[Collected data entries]
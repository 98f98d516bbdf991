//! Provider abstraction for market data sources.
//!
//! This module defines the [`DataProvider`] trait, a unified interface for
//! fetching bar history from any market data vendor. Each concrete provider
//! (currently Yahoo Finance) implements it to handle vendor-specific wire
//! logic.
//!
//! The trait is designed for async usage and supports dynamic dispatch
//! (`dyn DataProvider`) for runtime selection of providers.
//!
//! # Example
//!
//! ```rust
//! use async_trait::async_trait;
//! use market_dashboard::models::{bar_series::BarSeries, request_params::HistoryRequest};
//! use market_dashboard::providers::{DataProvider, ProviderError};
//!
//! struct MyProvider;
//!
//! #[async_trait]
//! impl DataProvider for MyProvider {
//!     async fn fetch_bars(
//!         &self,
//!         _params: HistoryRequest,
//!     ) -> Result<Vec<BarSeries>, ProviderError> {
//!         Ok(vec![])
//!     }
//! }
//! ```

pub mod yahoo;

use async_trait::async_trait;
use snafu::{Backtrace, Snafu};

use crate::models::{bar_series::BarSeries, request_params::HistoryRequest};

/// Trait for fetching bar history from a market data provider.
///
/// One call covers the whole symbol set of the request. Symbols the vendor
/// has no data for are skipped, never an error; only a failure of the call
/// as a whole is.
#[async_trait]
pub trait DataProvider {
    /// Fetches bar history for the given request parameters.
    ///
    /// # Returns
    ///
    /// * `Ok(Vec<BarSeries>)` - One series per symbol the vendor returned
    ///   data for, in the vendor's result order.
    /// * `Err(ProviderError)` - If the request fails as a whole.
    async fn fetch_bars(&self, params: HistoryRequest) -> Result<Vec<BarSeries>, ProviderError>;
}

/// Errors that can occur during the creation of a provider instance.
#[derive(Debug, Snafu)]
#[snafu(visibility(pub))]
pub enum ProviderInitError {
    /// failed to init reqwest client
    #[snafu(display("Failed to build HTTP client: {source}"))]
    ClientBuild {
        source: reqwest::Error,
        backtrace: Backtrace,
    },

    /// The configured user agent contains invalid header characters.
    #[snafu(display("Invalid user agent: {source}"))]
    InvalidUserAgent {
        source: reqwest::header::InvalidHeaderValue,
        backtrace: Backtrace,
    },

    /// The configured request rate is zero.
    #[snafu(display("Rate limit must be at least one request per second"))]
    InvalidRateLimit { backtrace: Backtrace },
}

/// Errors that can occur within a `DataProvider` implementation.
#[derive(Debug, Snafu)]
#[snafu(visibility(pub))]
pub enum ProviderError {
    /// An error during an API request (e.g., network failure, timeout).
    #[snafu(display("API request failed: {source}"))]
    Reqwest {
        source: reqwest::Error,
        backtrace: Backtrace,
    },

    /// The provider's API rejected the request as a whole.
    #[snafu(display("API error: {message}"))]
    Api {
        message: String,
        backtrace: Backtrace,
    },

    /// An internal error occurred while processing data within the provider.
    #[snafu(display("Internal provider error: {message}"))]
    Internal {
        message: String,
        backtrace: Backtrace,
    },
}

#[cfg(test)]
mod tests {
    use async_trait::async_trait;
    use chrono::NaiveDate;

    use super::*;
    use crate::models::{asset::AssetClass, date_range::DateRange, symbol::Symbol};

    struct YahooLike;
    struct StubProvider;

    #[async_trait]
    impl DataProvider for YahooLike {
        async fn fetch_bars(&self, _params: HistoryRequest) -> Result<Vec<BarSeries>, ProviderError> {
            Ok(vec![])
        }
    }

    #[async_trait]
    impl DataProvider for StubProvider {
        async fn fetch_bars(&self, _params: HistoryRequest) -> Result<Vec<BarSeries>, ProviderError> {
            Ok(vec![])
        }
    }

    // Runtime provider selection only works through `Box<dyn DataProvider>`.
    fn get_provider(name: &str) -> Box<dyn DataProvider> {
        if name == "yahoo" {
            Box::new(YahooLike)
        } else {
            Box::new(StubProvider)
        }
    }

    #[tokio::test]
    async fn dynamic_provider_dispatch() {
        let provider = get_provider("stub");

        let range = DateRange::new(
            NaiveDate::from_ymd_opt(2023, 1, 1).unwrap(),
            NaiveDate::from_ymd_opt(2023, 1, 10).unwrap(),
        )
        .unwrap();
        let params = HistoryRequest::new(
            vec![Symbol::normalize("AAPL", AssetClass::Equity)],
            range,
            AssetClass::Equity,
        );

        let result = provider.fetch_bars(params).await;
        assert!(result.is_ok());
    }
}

▶ _ACTIVITY_
The records must be given again in full, exactly as they were written.

▶ _RESULT_
repository 98f98d516bbdf991
//! Provider abstraction for market data sources.
//!
//! This module defines the [`DataProvider`] trait, a unified interface for
//! fetching bar history from any market data vendor. Each concrete provider
//! (currently Yahoo Finance) implements it to handle vendor-specific wire
//! logic.
//!
//! The trait is designed for async usage and supports dynamic dispatch
//! (`dyn DataProvider`) for runtime selection of providers.
//!
//! # Example
//!
//! ```rust
//! use async_trait::async_trait;
//! use market_dashboard::models::{bar_series::BarSeries, request_params::HistoryRequest};
//! use market_dashboard::providers::{DataProvider, ProviderError};
//!
//! struct MyProvider;
//!
//! #[async_trait]
//! impl DataProvider for MyProvider {
//!     async fn fetch_bars(
//!         &self,
//!         _params: HistoryRequest,
//!     ) -> Result<Vec<BarSeries>, ProviderError> {
//!         Ok(vec![])
//!     }
//! }
//! ```

pub mod yahoo;

use async_trait::async_trait;
use snafu::{Backtrace, Snafu};

use crate::models::{bar_series::BarSeries, request_params::HistoryRequest};

/// Trait for fetching bar history from a market data provider.
///
/// One call covers the whole symbol set of the request. Symbols the vendor
/// has no data for are skipped, never an error; only a failure of the call
/// as a whole is.
#[async_trait]
pub trait DataProvider {
    /// Fetches bar history for the given request parameters.
    ///
    /// # Returns
    ///
    /// * `Ok(Vec<BarSeries>)` - One series per symbol the vendor returned
    ///   data for, in the vendor's result order.
    /// * `Err(ProviderError)` - If the request fails as a whole.
    async fn fetch_bars(&self, params: HistoryRequest) -> Result<Vec<BarSeries>, ProviderError>;
}

/// Errors that can occur during the creation of a provider instance.
#[derive(Debug, Snafu)]
#[snafu(visibility(pub))]
pub enum ProviderInitError {
    /// failed to init reqwest client
    #[snafu(display("Failed to build HTTP client: {source}"))]
    ClientBuild {
        source: reqwest::Error,
        backtrace: Backtrace,
    },

    /// The configured user agent contains invalid header characters.
    #[snafu(display("Invalid user agent: {source}"))]
    InvalidUserAgent {
        source: reqwest::header::InvalidHeaderValue,
        backtrace: Backtrace,
    },

    /// The configured request rate is zero.
    #[snafu(display("Rate limit must be at least one request per second"))]
    InvalidRateLimit { backtrace: Backtrace },
}

/// Errors that can occur within a `DataProvider` implementation.
#[derive(Debug, Snafu)]
#[snafu(visibility(pub))]
pub enum ProviderError {
    /// An error during an API request (e.g., network failure, timeout).
    #[snafu(display("API request failed: {source}"))]
    Reqwest {
        source: reqwest::Error,
        backtrace: Backtrace,
    },

    /// The provider's API rejected the request as a whole.
    #[snafu(display("API error: {message}"))]
    Api {
        message: String,
        backtrace: Backtrace,
    },

    /// An internal error occurred while processing data within the provider.
    #[snafu(display("Internal provider error: {message}"))]
    Internal {
        message: String,
        backtrace: Backtrace,
    },
}

#[cfg(test)]
mod tests {
    use async_trait::async_trait;
    use chrono::NaiveDate;

    use super::*;
    use crate::models::{asset::AssetClass, date_range::DateRange, symbol::Symbol};

    struct YahooLike;
    struct StubProvider;

    #[async_trait]
    impl DataProvider for YahooLike {
        async fn fetch_bars(&self, _params: HistoryRequest) -> Result<Vec<BarSeries>, ProviderError> {
            Ok(vec![])
        }
    }

    #[async_trait]
    impl DataProvider for StubProvider {
        async fn fetch_bars(&self, _params: HistoryRequest) -> Result<Vec<BarSeries>, ProviderError> {
            Ok(vec![])
        }
    }

    // Runtime provider selection only works through `Box<dyn DataProvider>`.
    fn get_provider(name: &str) -> Box<dyn DataProvider> {
        if name == "yahoo" {
            Box::new(YahooLike)
        } else {
            Box::new(StubProvider)
        }
    }

    #[tokio::test]
    async fn dynamic_provider_dispatch() {
        let provider = get_provider("stub");

        let range = DateRange::new(
            NaiveDate::from_ymd_opt(2023, 1, 1).unwrap(),
            NaiveDate::from_ymd_opt(2023, 1, 10).unwrap(),
        )
        .unwrap();
        let params = HistoryRequest::new(
            vec![Symbol::normalize("AAPL", AssetClass::Equity)],
            range,
            AssetClass::Equity,
        );

        let result = provider.fetch_bars(params).await;
        assert!(result.is_ok());
    }
}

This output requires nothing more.